TASK GOAL
For the material that follows, list every line containing the word "impl".

START GIVEN INFORMATION

//! Integration test driver for the `tests/integration/` submodules.
//!
//! Each `mod` below maps to a file that exercises the panel against mock
//! adapters. All tests run on the host with no real hardware required.

mod mock_hw;
mod panel_service_tests;
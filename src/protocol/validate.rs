//! Frame validation gate.

use super::record::StatusFrame;

/// `true` iff every content byte is `'0'` or `'1'`. The terminator is
/// not inspected.
pub fn is_valid(frame: &StatusFrame) -> bool {
    frame.content().iter().all(|&b| b == b'0' || b == b'1')
}
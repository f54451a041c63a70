//! Companion-side view of a status line.
//!
//! The companion reads one line per cycle from the primary link and
//! shows each position as `ALARM`/`Normal` (armed flag as
//! `Armed`/`Unarmed`). Decoding goes through the same validator the
//! panel uses, so a line the panel would never send is never shown.

use core::fmt;

use serde::{Deserialize, Serialize};

use super::record::{
    ARMED_POS, CONTENT_LEN, DOOR_POS, FRAME_LEN, HUMIDITY_POS, MOTION_POS, SMOKE_POS, StatusFrame,
    StatusRecord, TERMINATOR,
};
use super::validate::is_valid;
use crate::panel::ArmState;

/// Why a received line was rejected.
#[derive(Debug, Clone, Copy, PartialEq, Eq)]
pub enum FrameError {
    /// Content was not exactly five bytes.
    BadLength(usize),
    /// A content byte was not `'0'` or `'1'`.
    Malformed,
}

impl fmt::Display for FrameError {
    fn fmt(&self, f: &mut fmt::Formatter<'_>) -> fmt::Result {
        match self {
            Self::BadLength(n) => write!(f, "expected {CONTENT_LEN} status bytes, got {n}"),
            Self::Malformed => write!(f, "status byte outside '0'/'1'"),
        }
    }
}

#[derive(Debug, Clone, Copy, PartialEq, Eq, Serialize, Deserialize)]
pub enum AlarmLevel {
    #[serde(rename = "Normal")]
    Normal,
    #[serde(rename = "ALARM")]
    Alarm,
}

impl From<bool> for AlarmLevel {
    fn from(bit: bool) -> Self {
        if bit { Self::Alarm } else { Self::Normal }
    }
}

impl fmt::Display for AlarmLevel {
    fn fmt(&self, f: &mut fmt::Formatter<'_>) -> fmt::Result {
        f.write_str(match self {
            Self::Normal => "Normal",
            Self::Alarm => "ALARM",
        })
    }
}

/// Dashboard model of one status line.
#[derive(Debug, Clone, Copy, PartialEq, Eq, Serialize, Deserialize)]
pub struct CompanionStatus {
    pub flood: AlarmLevel,
    pub smoke: AlarmLevel,
    pub door: AlarmLevel,
    pub motion: AlarmLevel,
    pub armed: ArmState,
}

impl From<StatusRecord> for CompanionStatus {
    fn from(r: StatusRecord) -> Self {
        Self {
            flood: r.humidity.into(),
            smoke: r.smoke.into(),
            door: r.door.into(),
            motion: r.motion.into(),
            armed: if r.armed {
                ArmState::Armed
            } else {
                ArmState::Unarmed
            },
        }
    }
}

impl CompanionStatus {
    pub fn to_json(&self) -> Result<String, serde_json::Error> {
        serde_json::to_string(self)
    }
}

/// Parse one received line. A trailing `\n` or `\r\n` is optional.
pub fn decode_line(line: &[u8]) -> Result<CompanionStatus, FrameError> {
    let content = line
        .strip_suffix(b"\r\n")
        .or_else(|| line.strip_suffix(b"\n"))
        .unwrap_or(line);
    if content.len() != CONTENT_LEN {
        return Err(FrameError::BadLength(content.len()));
    }

    let mut bytes = [TERMINATOR; FRAME_LEN];
    bytes[..CONTENT_LEN].copy_from_slice(content);
    let frame = StatusFrame::from_bytes(bytes);
    if !is_valid(&frame) {
        return Err(FrameError::Malformed);
    }

    let bit = |i: usize| frame.content()[i] == b'1';
    Ok(StatusRecord {
        humidity: bit(HUMIDITY_POS),
        smoke: bit(SMOKE_POS),
        door: bit(DOOR_POS),
        motion: bit(MOTION_POS),
        armed: bit(ARMED_POS),
    }
    .into())
}
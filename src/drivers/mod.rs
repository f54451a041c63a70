//! Peripheral drivers, hardware initialisation, and the watchdog.

pub mod hw_init;
pub mod lcd;
pub mod watchdog;
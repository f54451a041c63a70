//! Security panel firmware library.
//!
//! Exposes the pure-logic modules for integration testing and the
//! device binary. All ESP-IDF-specific code is guarded by
//! `#[cfg(target_os = "espidf")]` within each module.

#![deny(unused_must_use)]

pub mod app;
pub mod config;
pub mod error;
pub mod panel;
pub mod pins;
pub mod protocol;
pub mod scheduler;

// Hardware-facing modules. Host builds compile them against the
// simulation stubs inside each driver.
pub mod adapters;
pub mod drivers;
pub mod sensors;
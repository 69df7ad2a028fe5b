// src/process/assemble.rs

use std::ops::Deref;

use super::NormalizedEntry;

/// Entries in page-discovery order, then table order. Duplicates are kept.
#[derive(Debug, Clone, Default, PartialEq, Eq)]
pub struct Dataset {
    entries: Vec<NormalizedEntry>,
}

impl Dataset {
    pub fn new(entries: Vec<NormalizedEntry>) -> Self {
        Self { entries }
    }

    pub fn entries(&self) -> &[NormalizedEntry] {
        &self.entries
    }

    pub fn into_entries(self) -> Vec<NormalizedEntry> {
        self.entries
    }
}

impl Deref for Dataset {
    type Target = [NormalizedEntry];

    fn deref(&self) -> &Self::Target {
        &self.entries
    }
}

impl FromIterator<NormalizedEntry> for Dataset {
    fn from_iter<I: IntoIterator<Item = NormalizedEntry>>(iter: I) -> Self {
        Self::new(iter.into_iter().collect())
    }
}

/// Concatenate per-page entries without sorting or deduplicating.
pub fn assemble<I>(pages: I) -> Dataset
where
    I: IntoIterator<Item = Vec<NormalizedEntry>>,
{
    pages.into_iter().flatten().collect()
}
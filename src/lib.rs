#[macro_use]
pub mod macros;

pub mod config;
pub mod error;
pub mod fetch;
pub mod pipeline;
pub mod process;
pub mod store;
pub mod throttle;

pub use config::Config;
pub use error::{Error, Result};
pub use pipeline::{scrape, Pipeline};
pub use process::{Dataset, NormalizedEntry};
pub use store::{load_dataset, save_dataset, ChartRecord};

END GIVEN INFORMATION

OUTPUT OF THE EXERCISE
impl fmt::Display for FrameError {
impl From<bool> for AlarmLevel {
impl fmt::Display for AlarmLevel {
impl From<StatusRecord> for CompanionStatus {
impl CompanionStatus {
impl Dataset {
impl Deref for Dataset {
impl FromIterator<NormalizedEntry> for Dataset {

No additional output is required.